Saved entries

-*-*-

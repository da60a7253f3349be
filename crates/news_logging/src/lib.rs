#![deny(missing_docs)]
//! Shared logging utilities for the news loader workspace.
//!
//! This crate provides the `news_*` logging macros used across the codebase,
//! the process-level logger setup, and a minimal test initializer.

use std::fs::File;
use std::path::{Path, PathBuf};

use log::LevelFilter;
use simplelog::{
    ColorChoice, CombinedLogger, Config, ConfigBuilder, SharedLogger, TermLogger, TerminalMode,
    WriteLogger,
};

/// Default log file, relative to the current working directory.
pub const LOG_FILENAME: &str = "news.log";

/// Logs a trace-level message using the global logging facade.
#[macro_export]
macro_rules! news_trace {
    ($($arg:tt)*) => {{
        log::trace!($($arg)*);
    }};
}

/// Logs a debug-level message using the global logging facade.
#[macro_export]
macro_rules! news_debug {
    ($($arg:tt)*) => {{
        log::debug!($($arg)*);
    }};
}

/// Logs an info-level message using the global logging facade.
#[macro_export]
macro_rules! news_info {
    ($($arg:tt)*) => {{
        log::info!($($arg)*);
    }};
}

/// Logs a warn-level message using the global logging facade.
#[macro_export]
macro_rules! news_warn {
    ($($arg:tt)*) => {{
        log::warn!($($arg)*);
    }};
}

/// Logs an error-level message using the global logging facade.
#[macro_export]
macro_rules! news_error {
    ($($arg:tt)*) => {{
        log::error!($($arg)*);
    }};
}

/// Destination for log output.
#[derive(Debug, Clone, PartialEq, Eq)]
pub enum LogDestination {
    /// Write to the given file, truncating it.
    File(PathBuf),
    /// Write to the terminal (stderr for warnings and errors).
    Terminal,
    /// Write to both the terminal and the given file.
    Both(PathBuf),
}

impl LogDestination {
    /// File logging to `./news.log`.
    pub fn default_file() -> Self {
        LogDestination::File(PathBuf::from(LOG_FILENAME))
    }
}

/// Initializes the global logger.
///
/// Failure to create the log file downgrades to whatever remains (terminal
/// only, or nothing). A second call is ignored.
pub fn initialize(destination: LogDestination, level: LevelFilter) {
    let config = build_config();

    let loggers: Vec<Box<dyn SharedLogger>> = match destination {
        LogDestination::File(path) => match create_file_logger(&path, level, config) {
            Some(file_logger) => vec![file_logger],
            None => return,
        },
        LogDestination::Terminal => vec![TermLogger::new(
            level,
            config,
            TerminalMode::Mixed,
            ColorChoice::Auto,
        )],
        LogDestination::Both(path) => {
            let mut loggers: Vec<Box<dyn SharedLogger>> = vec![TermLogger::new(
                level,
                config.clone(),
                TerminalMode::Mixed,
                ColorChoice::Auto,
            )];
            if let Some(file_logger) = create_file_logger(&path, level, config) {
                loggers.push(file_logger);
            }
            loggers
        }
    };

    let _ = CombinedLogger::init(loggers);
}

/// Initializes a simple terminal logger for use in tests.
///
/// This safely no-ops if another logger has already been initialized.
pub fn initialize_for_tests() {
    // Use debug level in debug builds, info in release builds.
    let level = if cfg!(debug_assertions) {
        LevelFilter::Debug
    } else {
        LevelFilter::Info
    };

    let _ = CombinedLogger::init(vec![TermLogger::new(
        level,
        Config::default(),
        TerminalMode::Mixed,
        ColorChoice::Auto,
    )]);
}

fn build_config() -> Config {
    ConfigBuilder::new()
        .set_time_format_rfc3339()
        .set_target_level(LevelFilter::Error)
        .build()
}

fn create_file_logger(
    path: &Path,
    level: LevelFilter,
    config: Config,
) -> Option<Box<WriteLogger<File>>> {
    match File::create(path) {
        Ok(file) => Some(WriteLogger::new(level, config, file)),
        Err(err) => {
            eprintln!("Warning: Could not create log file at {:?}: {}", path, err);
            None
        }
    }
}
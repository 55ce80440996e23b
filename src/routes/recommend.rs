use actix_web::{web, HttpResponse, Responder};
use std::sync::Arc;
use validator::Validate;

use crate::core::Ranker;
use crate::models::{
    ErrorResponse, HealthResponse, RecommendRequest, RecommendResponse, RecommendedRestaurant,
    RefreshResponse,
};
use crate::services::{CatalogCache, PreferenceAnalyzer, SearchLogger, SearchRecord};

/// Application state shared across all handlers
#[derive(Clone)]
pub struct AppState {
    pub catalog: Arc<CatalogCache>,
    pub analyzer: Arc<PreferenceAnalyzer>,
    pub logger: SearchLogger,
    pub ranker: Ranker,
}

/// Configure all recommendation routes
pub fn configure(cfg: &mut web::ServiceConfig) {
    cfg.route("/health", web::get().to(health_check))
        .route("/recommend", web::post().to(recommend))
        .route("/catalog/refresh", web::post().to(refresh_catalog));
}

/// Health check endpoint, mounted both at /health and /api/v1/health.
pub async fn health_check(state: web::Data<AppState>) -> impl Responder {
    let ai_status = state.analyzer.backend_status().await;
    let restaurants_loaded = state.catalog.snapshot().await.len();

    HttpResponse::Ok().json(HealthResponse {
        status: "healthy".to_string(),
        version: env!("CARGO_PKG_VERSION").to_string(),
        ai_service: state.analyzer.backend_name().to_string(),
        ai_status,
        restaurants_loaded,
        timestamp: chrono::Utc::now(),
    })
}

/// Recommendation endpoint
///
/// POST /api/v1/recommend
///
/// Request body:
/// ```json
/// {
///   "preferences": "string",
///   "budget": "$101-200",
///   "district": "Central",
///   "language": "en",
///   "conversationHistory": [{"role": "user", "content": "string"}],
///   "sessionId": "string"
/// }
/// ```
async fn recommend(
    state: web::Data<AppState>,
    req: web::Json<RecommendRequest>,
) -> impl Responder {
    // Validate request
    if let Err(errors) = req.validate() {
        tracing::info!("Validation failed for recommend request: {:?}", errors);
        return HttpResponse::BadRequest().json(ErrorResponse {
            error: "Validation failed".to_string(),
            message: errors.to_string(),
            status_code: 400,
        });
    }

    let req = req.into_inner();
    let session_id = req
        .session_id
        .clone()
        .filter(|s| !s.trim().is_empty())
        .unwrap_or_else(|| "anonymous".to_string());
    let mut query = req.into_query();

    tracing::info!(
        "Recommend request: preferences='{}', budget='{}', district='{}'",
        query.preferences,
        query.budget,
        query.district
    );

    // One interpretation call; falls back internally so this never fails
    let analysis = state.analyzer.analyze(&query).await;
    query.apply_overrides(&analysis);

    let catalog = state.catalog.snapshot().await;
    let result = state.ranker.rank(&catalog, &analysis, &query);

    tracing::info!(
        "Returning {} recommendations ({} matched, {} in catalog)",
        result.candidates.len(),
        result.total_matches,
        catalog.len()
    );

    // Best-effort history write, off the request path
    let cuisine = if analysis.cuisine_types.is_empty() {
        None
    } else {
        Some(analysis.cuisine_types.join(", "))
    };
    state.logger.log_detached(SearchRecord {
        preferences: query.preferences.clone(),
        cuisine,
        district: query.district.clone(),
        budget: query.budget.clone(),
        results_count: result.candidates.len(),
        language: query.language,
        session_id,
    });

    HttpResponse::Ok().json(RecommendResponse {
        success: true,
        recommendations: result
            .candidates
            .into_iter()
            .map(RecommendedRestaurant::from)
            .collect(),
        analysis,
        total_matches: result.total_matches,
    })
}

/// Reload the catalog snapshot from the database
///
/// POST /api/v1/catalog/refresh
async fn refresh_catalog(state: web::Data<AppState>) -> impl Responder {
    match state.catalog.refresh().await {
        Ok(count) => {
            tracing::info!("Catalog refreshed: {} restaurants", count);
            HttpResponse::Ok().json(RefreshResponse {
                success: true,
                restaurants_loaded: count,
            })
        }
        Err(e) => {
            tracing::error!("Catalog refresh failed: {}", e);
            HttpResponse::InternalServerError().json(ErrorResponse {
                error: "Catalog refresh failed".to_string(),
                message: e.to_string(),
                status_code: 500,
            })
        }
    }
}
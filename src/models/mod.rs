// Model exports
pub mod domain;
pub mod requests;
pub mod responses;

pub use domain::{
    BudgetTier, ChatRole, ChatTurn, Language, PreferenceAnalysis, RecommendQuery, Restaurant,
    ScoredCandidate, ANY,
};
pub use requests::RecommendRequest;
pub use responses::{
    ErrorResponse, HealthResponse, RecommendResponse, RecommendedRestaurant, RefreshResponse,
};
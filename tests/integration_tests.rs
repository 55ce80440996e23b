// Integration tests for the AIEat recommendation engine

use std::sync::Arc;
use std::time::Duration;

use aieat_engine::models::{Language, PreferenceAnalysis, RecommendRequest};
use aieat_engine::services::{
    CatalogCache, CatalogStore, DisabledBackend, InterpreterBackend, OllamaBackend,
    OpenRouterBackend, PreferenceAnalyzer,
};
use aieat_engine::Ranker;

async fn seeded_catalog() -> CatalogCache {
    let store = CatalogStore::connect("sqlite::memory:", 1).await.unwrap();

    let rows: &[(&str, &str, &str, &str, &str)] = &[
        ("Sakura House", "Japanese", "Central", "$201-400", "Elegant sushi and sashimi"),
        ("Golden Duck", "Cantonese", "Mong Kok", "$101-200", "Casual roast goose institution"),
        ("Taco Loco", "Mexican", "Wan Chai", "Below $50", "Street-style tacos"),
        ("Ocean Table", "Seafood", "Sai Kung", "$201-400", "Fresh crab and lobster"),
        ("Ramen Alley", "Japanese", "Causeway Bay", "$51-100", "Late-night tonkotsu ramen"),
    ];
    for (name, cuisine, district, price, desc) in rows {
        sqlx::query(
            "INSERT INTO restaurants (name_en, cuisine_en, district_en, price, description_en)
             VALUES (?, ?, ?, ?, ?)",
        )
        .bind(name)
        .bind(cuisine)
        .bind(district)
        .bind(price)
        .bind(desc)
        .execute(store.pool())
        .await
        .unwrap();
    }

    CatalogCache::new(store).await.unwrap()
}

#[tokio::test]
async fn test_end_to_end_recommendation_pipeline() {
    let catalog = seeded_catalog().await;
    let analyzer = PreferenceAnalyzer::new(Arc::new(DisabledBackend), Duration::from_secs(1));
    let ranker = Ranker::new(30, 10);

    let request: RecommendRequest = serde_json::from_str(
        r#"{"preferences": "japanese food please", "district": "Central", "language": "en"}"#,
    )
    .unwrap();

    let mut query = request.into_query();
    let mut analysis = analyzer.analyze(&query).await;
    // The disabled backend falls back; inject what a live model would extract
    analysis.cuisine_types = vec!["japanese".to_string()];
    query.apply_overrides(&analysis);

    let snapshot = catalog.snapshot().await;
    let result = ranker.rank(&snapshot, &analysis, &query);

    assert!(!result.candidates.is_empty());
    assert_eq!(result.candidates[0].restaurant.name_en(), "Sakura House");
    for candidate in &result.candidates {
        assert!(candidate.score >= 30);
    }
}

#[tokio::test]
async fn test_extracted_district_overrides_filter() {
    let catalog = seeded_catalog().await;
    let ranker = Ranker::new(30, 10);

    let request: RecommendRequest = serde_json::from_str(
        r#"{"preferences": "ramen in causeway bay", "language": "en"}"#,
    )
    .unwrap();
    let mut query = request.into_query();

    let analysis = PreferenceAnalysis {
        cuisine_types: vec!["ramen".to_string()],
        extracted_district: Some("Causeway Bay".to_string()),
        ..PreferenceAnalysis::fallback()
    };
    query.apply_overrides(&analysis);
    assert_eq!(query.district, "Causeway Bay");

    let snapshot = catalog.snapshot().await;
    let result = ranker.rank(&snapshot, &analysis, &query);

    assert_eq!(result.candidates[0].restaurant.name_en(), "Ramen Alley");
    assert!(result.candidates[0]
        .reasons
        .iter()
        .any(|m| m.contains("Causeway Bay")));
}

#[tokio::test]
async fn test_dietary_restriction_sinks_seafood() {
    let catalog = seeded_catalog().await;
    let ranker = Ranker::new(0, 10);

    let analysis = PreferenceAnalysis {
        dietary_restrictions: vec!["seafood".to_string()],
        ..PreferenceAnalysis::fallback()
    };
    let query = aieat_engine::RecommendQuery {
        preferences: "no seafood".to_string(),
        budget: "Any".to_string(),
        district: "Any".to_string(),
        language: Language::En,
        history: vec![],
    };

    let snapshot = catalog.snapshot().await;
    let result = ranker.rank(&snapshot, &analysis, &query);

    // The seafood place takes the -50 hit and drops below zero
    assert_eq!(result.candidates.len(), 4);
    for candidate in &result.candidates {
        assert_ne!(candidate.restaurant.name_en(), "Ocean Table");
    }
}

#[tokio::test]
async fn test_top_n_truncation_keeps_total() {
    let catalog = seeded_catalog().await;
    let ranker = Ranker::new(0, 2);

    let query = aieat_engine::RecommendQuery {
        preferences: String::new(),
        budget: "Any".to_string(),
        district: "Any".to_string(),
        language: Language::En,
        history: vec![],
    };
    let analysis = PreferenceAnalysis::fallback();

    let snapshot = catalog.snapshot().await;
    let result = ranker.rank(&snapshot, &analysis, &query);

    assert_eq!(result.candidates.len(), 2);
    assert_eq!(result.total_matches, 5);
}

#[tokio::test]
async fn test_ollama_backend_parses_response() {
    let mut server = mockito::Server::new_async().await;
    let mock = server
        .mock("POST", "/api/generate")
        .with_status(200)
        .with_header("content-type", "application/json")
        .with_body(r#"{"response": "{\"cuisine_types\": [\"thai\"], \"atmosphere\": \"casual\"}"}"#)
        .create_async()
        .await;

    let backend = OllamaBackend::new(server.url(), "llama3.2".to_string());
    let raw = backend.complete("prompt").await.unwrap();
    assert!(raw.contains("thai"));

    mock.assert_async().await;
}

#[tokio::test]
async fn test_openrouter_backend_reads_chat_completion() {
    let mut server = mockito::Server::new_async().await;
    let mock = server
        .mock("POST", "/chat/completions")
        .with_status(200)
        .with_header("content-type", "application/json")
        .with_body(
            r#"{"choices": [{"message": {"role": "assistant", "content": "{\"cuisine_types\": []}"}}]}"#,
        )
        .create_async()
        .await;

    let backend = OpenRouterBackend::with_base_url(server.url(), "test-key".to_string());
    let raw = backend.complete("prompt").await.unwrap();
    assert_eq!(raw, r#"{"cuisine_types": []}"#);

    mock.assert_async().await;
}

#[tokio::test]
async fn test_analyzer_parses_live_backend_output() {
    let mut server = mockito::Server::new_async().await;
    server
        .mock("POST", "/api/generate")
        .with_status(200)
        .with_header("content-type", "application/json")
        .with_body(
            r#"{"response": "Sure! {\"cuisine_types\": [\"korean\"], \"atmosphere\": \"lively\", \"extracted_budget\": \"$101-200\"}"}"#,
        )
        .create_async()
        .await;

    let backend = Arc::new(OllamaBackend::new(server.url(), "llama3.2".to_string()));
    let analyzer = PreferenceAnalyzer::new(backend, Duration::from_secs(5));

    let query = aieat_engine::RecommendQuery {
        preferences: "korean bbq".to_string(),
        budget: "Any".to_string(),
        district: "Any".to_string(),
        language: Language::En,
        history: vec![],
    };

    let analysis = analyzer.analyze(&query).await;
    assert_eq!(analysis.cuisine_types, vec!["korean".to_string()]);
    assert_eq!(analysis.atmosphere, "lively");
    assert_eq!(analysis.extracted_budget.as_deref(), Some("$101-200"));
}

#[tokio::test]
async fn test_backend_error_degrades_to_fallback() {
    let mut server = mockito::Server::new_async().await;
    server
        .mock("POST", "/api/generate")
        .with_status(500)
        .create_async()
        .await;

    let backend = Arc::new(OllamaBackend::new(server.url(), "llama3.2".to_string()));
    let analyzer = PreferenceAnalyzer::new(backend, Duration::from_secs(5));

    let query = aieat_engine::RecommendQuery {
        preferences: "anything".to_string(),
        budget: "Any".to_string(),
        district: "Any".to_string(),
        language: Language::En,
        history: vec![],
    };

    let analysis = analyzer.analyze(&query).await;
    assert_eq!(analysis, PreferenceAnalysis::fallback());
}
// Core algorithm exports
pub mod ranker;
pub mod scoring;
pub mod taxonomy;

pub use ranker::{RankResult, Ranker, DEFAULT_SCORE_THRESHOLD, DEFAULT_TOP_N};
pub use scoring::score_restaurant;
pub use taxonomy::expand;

-*-*-

Your task: Copy all the lines from the data above that hold the word "Central".

Task output:
///   "district": "Central",
        ("Sakura House", "Japanese", "Central", "$201-400", "Elegant sushi and sashimi"),
        r#"{"preferences": "japanese food please", "district": "Central", "language": "en"}"#,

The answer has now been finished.